//! Authentication primitives.
//!
//! - [`password`] -- Argon2id password hashing and the registration password policy.
//! - [`jwt`] -- HS256 access tokens and opaque refresh tokens.

pub mod jwt;
pub mod password;
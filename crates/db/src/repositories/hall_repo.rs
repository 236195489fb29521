//! Repository for the `halls` table.

use kino_core::types::DbId;
use sqlx::PgPool;

use crate::models::cinema::{CreateHall, Hall};

const COLUMNS: &str = "id, cinema_id, name, capacity, created_at, updated_at";

pub struct HallRepo;

impl HallRepo {
    pub async fn create(
        pool: &PgPool,
        cinema_id: DbId,
        input: &CreateHall,
    ) -> Result<Hall, sqlx::Error> {
        let query = format!(
            "INSERT INTO halls (cinema_id, name, capacity)
             VALUES ($1, $2, $3)
             RETURNING {COLUMNS}"
        );
        sqlx::query_as::<_, Hall>(&query)
            .bind(cinema_id)
            .bind(&input.name)
            .bind(input.capacity)
            .fetch_one(pool)
            .await
    }

    pub async fn find_by_id(pool: &PgPool, id: DbId) -> Result<Option<Hall>, sqlx::Error> {
        let query = format!("SELECT {COLUMNS} FROM halls WHERE id = $1");
        sqlx::query_as::<_, Hall>(&query)
            .bind(id)
            .fetch_optional(pool)
            .await
    }

    pub async fn list_by_cinema(pool: &PgPool, cinema_id: DbId) -> Result<Vec<Hall>, sqlx::Error> {
        let query = format!("SELECT {COLUMNS} FROM halls WHERE cinema_id = $1 ORDER BY name, id");
        sqlx::query_as::<_, Hall>(&query)
            .bind(cinema_id)
            .fetch_all(pool)
            .await
    }

    pub async fn delete(pool: &PgPool, id: DbId) -> Result<bool, sqlx::Error> {
        let result = sqlx::query("DELETE FROM halls WHERE id = $1")
            .bind(id)
            .execute(pool)
            .await?;
        Ok(result.rows_affected() > 0)
    }
}
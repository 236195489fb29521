//! Transactional operations that span several repositories.
//!
//! Handlers stay thin; every multi-step write that must be atomic lives
//! here and runs inside one database transaction.
//!
//! - [`seat_inventory`] -- the only writer of `movie_sessions.available_seats`.
//! - [`booking`] -- booking creation, confirmation and cancellation.
//! - [`rating`] -- vote upsert/removal and film aggregate recomputation.
//! - [`users`] -- account removal with seat and rating cleanup.
//! - [`retry`] -- bounded retry on serialization failures and deadlocks.

pub mod booking;
pub mod rating;
pub mod retry;
pub mod seat_inventory;
pub mod users;
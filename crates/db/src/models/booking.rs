//! Booking model and DTOs.

use chrono::{NaiveDate, NaiveTime};
use kino_core::booking::{BookingStatus, SeatSelection};
use kino_core::error::CoreError;
use kino_core::types::{DbId, Money, Timestamp};
use sqlx::types::Json;
use sqlx::FromRow;

/// A row from the `bookings` table.
#[derive(Debug, Clone, FromRow)]
pub struct Booking {
    pub id: DbId,
    pub user_id: DbId,
    pub session_id: DbId,
    pub seats: Json<SeatSelection>,
    pub seat_count: i32,
    pub status: String,
    pub total_price: Money,
    pub booked_at: Timestamp,
    pub updated_at: Timestamp,
}

impl Booking {
    pub fn status(&self) -> Result<BookingStatus, CoreError> {
        self.status.parse()
    }
}

/// A booking joined with the session, film and venue it is for.
#[derive(Debug, Clone, FromRow)]
pub struct BookingDetail {
    #[sqlx(flatten)]
    pub booking: Booking,
    pub session_date: NaiveDate,
    pub session_time: NaiveTime,
    pub session_language: String,
    pub film_id: DbId,
    pub film_title: String,
    pub cinema_id: DbId,
    pub cinema_name: String,
    pub hall_name: String,
}

/// Insert payload for a booking whose seats have already been reserved.
#[derive(Debug, Clone)]
pub struct CreateBooking {
    pub user_id: DbId,
    pub session_id: DbId,
    pub seats: SeatSelection,
    pub seat_count: i32,
    pub status: BookingStatus,
    pub total_price: Money,
}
============
Output the listing above exactly, keeping each line as it was.

SOLUTION TO THIS PROBLEM —
//! Authentication primitives.
//!
//! - [`password`] -- Argon2id password hashing and the registration password policy.
//! - [`jwt`] -- HS256 access tokens and opaque refresh tokens.

pub mod jwt;
pub mod password;
filename crates/db/src/repositories/hall_repo.rs
repository 236195489fb29521
//! Repository for the `halls` table.

use kino_core::types::DbId;
use sqlx::PgPool;

use crate::models::cinema::{CreateHall, Hall};

const COLUMNS: &str = "id, cinema_id, name, capacity, created_at, updated_at";

pub struct HallRepo;

impl HallRepo {
    pub async fn create(
        pool: &PgPool,
        cinema_id: DbId,
        input: &CreateHall,
    ) -> Result<Hall, sqlx::Error> {
        let query = format!(
            "INSERT INTO halls (cinema_id, name, capacity)
             VALUES ($1, $2, $3)
             RETURNING {COLUMNS}"
        );
        sqlx::query_as::<_, Hall>(&query)
            .bind(cinema_id)
            .bind(&input.name)
            .bind(input.capacity)
            .fetch_one(pool)
            .await
    }

    pub async fn find_by_id(pool: &PgPool, id: DbId) -> Result<Option<Hall>, sqlx::Error> {
        let query = format!("SELECT {COLUMNS} FROM halls WHERE id = $1");
        sqlx::query_as::<_, Hall>(&query)
            .bind(id)
            .fetch_optional(pool)
            .await
    }

    pub async fn list_by_cinema(pool: &PgPool, cinema_id: DbId) -> Result<Vec<Hall>, sqlx::Error> {
        let query = format!("SELECT {COLUMNS} FROM halls WHERE cinema_id = $1 ORDER BY name, id");
        sqlx::query_as::<_, Hall>(&query)
            .bind(cinema_id)
            .fetch_all(pool)
            .await
    }

    pub async fn delete(pool: &PgPool, id: DbId) -> Result<bool, sqlx::Error> {
        let result = sqlx::query("DELETE FROM halls WHERE id = $1")
            .bind(id)
            .execute(pool)
            .await?;
        Ok(result.rows_affected() > 0)
    }
}
repository 236195489fb29521
//! Transactional operations that span several repositories.
//!
//! Handlers stay thin; every multi-step write that must be atomic lives
//! here and runs inside one database transaction.
//!
//! - [`seat_inventory`] -- the only writer of `movie_sessions.available_seats`.
//! - [`booking`] -- booking creation, confirmation and cancellation.
//! - [`rating`] -- vote upsert/removal and film aggregate recomputation.
//! - [`users`] -- account removal with seat and rating cleanup.
//! - [`retry`] -- bounded retry on serialization failures and deadlocks.

pub mod booking;
pub mod rating;
pub mod retry;
pub mod seat_inventory;
pub mod users;
filename crates/db/src/models/booking.rs
//! Booking model and DTOs.

use chrono::{NaiveDate, NaiveTime};
use kino_core::booking::{BookingStatus, SeatSelection};
use kino_core::error::CoreError;
use kino_core::types::{DbId, Money, Timestamp};
use sqlx::types::Json;
use sqlx::FromRow;

/// A row from the `bookings` table.
#[derive(Debug, Clone, FromRow)]
pub struct Booking {
    pub id: DbId,
    pub user_id: DbId,
    pub session_id: DbId,
    pub seats: Json<SeatSelection>,
    pub seat_count: i32,
    pub status: String,
    pub total_price: Money,
    pub booked_at: Timestamp,
    pub updated_at: Timestamp,
}

impl Booking {
    pub fn status(&self) -> Result<BookingStatus, CoreError> {
        self.status.parse()
    }
}

/// A booking joined with the session, film and venue it is for.
#[derive(Debug, Clone, FromRow)]
pub struct BookingDetail {
    #[sqlx(flatten)]
    pub booking: Booking,
    pub session_date: NaiveDate,
    pub session_time: NaiveTime,
    pub session_language: String,
    pub film_id: DbId,
    pub film_title: String,
    pub cinema_id: DbId,
    pub cinema_name: String,
    pub hall_name: String,
}

/// Insert payload for a booking whose seats have already been reserved.
#[derive(Debug, Clone)]
pub struct CreateBooking {
    pub user_id: DbId,
    pub session_id: DbId,
    pub seats: SeatSelection,
    pub seat_count: i32,
    pub status: BookingStatus,
    pub total_price: Money,
}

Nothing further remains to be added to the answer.